[Records for processing — start]

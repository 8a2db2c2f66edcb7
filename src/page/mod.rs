//! The execution-context boundary between the process and the browser page.
//!
//! Everything crossing it is a string or JSON value. Calls are asynchronous
//! round trips that fail while the page is mid-navigation; callers treat
//! [`BridgeCallFailure::ContextDestroyed`] as "try again later".

pub mod cdp;

#[cfg(test)]
pub(crate) mod loopback;

use async_trait::async_trait;
use tokio::sync::mpsc;

pub use cdp::{BrowserSession, CdpPage};

/// Payloads the page passes to an exposed binding, in call order.
pub type BindingReceiver = mpsc::UnboundedReceiver<String>;

#[derive(Debug, Clone, PartialEq, Eq, thiserror::Error)]
pub enum BridgeCallFailure {
    /// The page navigated or reloaded while the call was in flight.
    #[error("execution context destroyed: {0}")]
    ContextDestroyed(String),

    /// The expression threw or returned something unusable.
    #[error("page evaluation failed: {0}")]
    Evaluation(String),

    /// The browser connection itself failed.
    #[error("page transport failed: {0}")]
    Transport(String),
}

const CONTEXT_GONE_MARKERS: &[&str] = &[
    "Execution context was destroyed",
    "Cannot find context with specified id",
    "Inspected target navigated or closed",
    "Cannot find default execution context",
];

impl BridgeCallFailure {
    pub fn is_context_destroyed(&self) -> bool {
        matches!(self, Self::ContextDestroyed(_))
    }

    /// Classify an evaluation error message from the browser.
    pub fn from_evaluation_message(message: impl Into<String>) -> Self {
        let message = message.into();
        if CONTEXT_GONE_MARKERS.iter().any(|m| message.contains(m)) {
            Self::ContextDestroyed(message)
        } else {
            Self::Evaluation(message)
        }
    }

    /// Classify a transport-level error message from the browser.
    pub fn from_transport_message(message: impl Into<String>) -> Self {
        let message = message.into();
        if CONTEXT_GONE_MARKERS.iter().any(|m| message.contains(m)) {
            Self::ContextDestroyed(message)
        } else {
            Self::Transport(message)
        }
    }
}

/// What the bridge and driver need from a browser page.
#[async_trait]
pub trait PageChannel: Send + Sync {
    /// Register a script that runs in every new document before page code.
    async fn add_init_script(&self, source: &str) -> Result<(), BridgeCallFailure>;

    /// Make `window[name](payload)` deliver `payload` to the returned
    /// receiver. Survives navigations.
    async fn expose_binding(&self, name: &str) -> Result<BindingReceiver, BridgeCallFailure>;

    /// Evaluate an expression and return its JSON value (`null` for
    /// `undefined`). Promises are awaited.
    async fn evaluate(&self, expression: &str) -> Result<serde_json::Value, BridgeCallFailure>;

    /// Load `url` and wait for the navigation to finish.
    async fn navigate(&self, url: &str) -> Result<(), BridgeCallFailure>;
}
//! Native model of the script's peer-connection capture bookkeeping.
//!
//! Every wrapped peer connection reports the tracks it receives. While the
//! tap is armed (from page load on) each audio track gets exactly one
//! capture graph as it arrives. Video tracks never get one. Disarming
//! releases the graphs; re-arming builds them again for known tracks.

use std::collections::{BTreeMap, BTreeSet};

#[derive(Debug, Clone, Copy, PartialEq, Eq)]
pub enum TrackKind {
    Audio,
    Video,
}

#[derive(Debug)]
pub struct TapRegistry {
    /// Live inbound audio tracks, by track id.
    audio_tracks: BTreeSet<String>,
    /// Track ids that currently own a capture graph.
    graphs: BTreeSet<String>,
    /// Total graphs ever built, by track id.
    built: BTreeMap<String, u32>,
    armed: bool,
}

impl TapRegistry {
    pub fn new() -> Self {
        Self {
            audio_tracks: BTreeSet::new(),
            graphs: BTreeSet::new(),
            built: BTreeMap::new(),
            armed: true,
        }
    }

    /// Record a remote track. Returns `true` when a capture graph was built
    /// for it.
    pub fn on_track(&mut self, track_id: &str, kind: TrackKind) -> bool {
        if kind != TrackKind::Audio || !self.audio_tracks.insert(track_id.to_string()) {
            return false;
        }
        self.armed && self.build(track_id)
    }

    /// Build graphs for every live audio track lacking one, and for every
    /// later one. Returns how many graphs this call built.
    pub fn arm(&mut self) -> usize {
        self.armed = true;
        let pending: Vec<String> = self
            .audio_tracks
            .iter()
            .filter(|id| !self.graphs.contains(*id))
            .cloned()
            .collect();
        pending.iter().filter(|id| self.build(id)).count()
    }

    /// Release every graph and stop building new ones.
    pub fn disarm(&mut self) {
        self.armed = false;
        self.graphs.clear();
    }

    pub fn graph_count(&self) -> usize {
        self.graphs.len()
    }

    pub fn graphs_built_for(&self, track_id: &str) -> u32 {
        self.built.get(track_id).copied().unwrap_or(0)
    }

    fn build(&mut self, track_id: &str) -> bool {
        if !self.graphs.insert(track_id.to_string()) {
            return false;
        }
        *self.built.entry(track_id.to_string()).or_default() += 1;
        true
    }
}

#[cfg(test)]
mod tests {
    use super::*;

    #[test]
    fn audio_tracks_are_tapped_on_arrival_and_video_never() {
        let mut taps = TapRegistry::new();
        assert!(taps.on_track("a1", TrackKind::Audio));
        assert!(!taps.on_track("v1", TrackKind::Video));
        assert_eq!(taps.graph_count(), 1);
    }

    #[test]
    fn repeated_track_events_do_not_duplicate_graphs() {
        let mut taps = TapRegistry::new();
        assert!(taps.on_track("a1", TrackKind::Audio));
        assert!(!taps.on_track("a1", TrackKind::Audio));
        assert_eq!(taps.arm(), 0);
        assert_eq!(taps.graphs_built_for("a1"), 1);
    }

    #[test]
    fn disarmed_tap_ignores_new_tracks_until_rearmed() {
        let mut taps = TapRegistry::new();
        taps.on_track("a1", TrackKind::Audio);
        taps.disarm();
        assert_eq!(taps.graph_count(), 0);
        assert!(!taps.on_track("a2", TrackKind::Audio));

        assert_eq!(taps.arm(), 2);
        assert_eq!(taps.graphs_built_for("a1"), 2);
    }
}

[Records for processing — finish]

### Problem
In your response, reproduce the records exactly, every one.

### Solution
repository 8a2db2c2f66edcb7
filename src/page/mod.rs
//! The execution-context boundary between the process and the browser page.
//!
//! Everything crossing it is a string or JSON value. Calls are asynchronous
//! round trips that fail while the page is mid-navigation; callers treat
//! [`BridgeCallFailure::ContextDestroyed`] as "try again later".

pub mod cdp;

#[cfg(test)]
pub(crate) mod loopback;

use async_trait::async_trait;
use tokio::sync::mpsc;

pub use cdp::{BrowserSession, CdpPage};

/// Payloads the page passes to an exposed binding, in call order.
pub type BindingReceiver = mpsc::UnboundedReceiver<String>;

#[derive(Debug, Clone, PartialEq, Eq, thiserror::Error)]
pub enum BridgeCallFailure {
    /// The page navigated or reloaded while the call was in flight.
    #[error("execution context destroyed: {0}")]
    ContextDestroyed(String),

    /// The expression threw or returned something unusable.
    #[error("page evaluation failed: {0}")]
    Evaluation(String),

    /// The browser connection itself failed.
    #[error("page transport failed: {0}")]
    Transport(String),
}

const CONTEXT_GONE_MARKERS: &[&str] = &[
    "Execution context was destroyed",
    "Cannot find context with specified id",
    "Inspected target navigated or closed",
    "Cannot find default execution context",
];

impl BridgeCallFailure {
    pub fn is_context_destroyed(&self) -> bool {
        matches!(self, Self::ContextDestroyed(_))
    }

    /// Classify an evaluation error message from the browser.
    pub fn from_evaluation_message(message: impl Into<String>) -> Self {
        let message = message.into();
        if CONTEXT_GONE_MARKERS.iter().any(|m| message.contains(m)) {
            Self::ContextDestroyed(message)
        } else {
            Self::Evaluation(message)
        }
    }

    /// Classify a transport-level error message from the browser.
    pub fn from_transport_message(message: impl Into<String>) -> Self {
        let message = message.into();
        if CONTEXT_GONE_MARKERS.iter().any(|m| message.contains(m)) {
            Self::ContextDestroyed(message)
        } else {
            Self::Transport(message)
        }
    }
}

/// What the bridge and driver need from a browser page.
#[async_trait]
pub trait PageChannel: Send + Sync {
    /// Register a script that runs in every new document before page code.
    async fn add_init_script(&self, source: &str) -> Result<(), BridgeCallFailure>;

    /// Make `window[name](payload)` deliver `payload` to the returned
    /// receiver. Survives navigations.
    async fn expose_binding(&self, name: &str) -> Result<BindingReceiver, BridgeCallFailure>;

    /// Evaluate an expression and return its JSON value (`null` for
    /// `undefined`). Promises are awaited.
    async fn evaluate(&self, expression: &str) -> Result<serde_json::Value, BridgeCallFailure>;

    /// Load `url` and wait for the navigation to finish.
    async fn navigate(&self, url: &str) -> Result<(), BridgeCallFailure>;
}
//! Native model of the script's peer-connection capture bookkeeping.
//!
//! Every wrapped peer connection reports the tracks it receives. While the
//! tap is armed (from page load on) each audio track gets exactly one
//! capture graph as it arrives. Video tracks never get one. Disarming
//! releases the graphs; re-arming builds them again for known tracks.

use std::collections::{BTreeMap, BTreeSet};

#[derive(Debug, Clone, Copy, PartialEq, Eq)]
pub enum TrackKind {
    Audio,
    Video,
}

#[derive(Debug)]
pub struct TapRegistry {
    /// Live inbound audio tracks, by track id.
    audio_tracks: BTreeSet<String>,
    /// Track ids that currently own a capture graph.
    graphs: BTreeSet<String>,
    /// Total graphs ever built, by track id.
    built: BTreeMap<String, u32>,
    armed: bool,
}

impl TapRegistry {
    pub fn new() -> Self {
        Self {
            audio_tracks: BTreeSet::new(),
            graphs: BTreeSet::new(),
            built: BTreeMap::new(),
            armed: true,
        }
    }

    /// Record a remote track. Returns `true` when a capture graph was built
    /// for it.
    pub fn on_track(&mut self, track_id: &str, kind: TrackKind) -> bool {
        if kind != TrackKind::Audio || !self.audio_tracks.insert(track_id.to_string()) {
            return false;
        }
        self.armed && self.build(track_id)
    }

    /// Build graphs for every live audio track lacking one, and for every
    /// later one. Returns how many graphs this call built.
    pub fn arm(&mut self) -> usize {
        self.armed = true;
        let pending: Vec<String> = self
            .audio_tracks
            .iter()
            .filter(|id| !self.graphs.contains(*id))
            .cloned()
            .collect();
        pending.iter().filter(|id| self.build(id)).count()
    }

    /// Release every graph and stop building new ones.
    pub fn disarm(&mut self) {
        self.armed = false;
        self.graphs.clear();
    }

    pub fn graph_count(&self) -> usize {
        self.graphs.len()
    }

    pub fn graphs_built_for(&self, track_id: &str) -> u32 {
        self.built.get(track_id).copied().unwrap_or(0)
    }

    fn build(&mut self, track_id: &str) -> bool {
        if !self.graphs.insert(track_id.to_string()) {
            return false;
        }
        *self.built.entry(track_id.to_string()).or_default() += 1;
        true
    }
}

#[cfg(test)]
mod tests {
    use super::*;

    #[test]
    fn audio_tracks_are_tapped_on_arrival_and_video_never() {
        let mut taps = TapRegistry::new();
        assert!(taps.on_track("a1", TrackKind::Audio));
        assert!(!taps.on_track("v1", TrackKind::Video));
        assert_eq!(taps.graph_count(), 1);
    }

    #[test]
    fn repeated_track_events_do_not_duplicate_graphs() {
        let mut taps = TapRegistry::new();
        assert!(taps.on_track("a1", TrackKind::Audio));
        assert!(!taps.on_track("a1", TrackKind::Audio));
        assert_eq!(taps.arm(), 0);
        assert_eq!(taps.graphs_built_for("a1"), 1);
    }

    #[test]
    fn disarmed_tap_ignores_new_tracks_until_rearmed() {
        let mut taps = TapRegistry::new();
        taps.on_track("a1", TrackKind::Audio);
        taps.disarm();
        assert_eq!(taps.graph_count(), 0);
        assert!(!taps.on_track("a2", TrackKind::Audio));

        assert_eq!(taps.arm(), 2);
        assert_eq!(taps.graphs_built_for("a1"), 2);
    }
}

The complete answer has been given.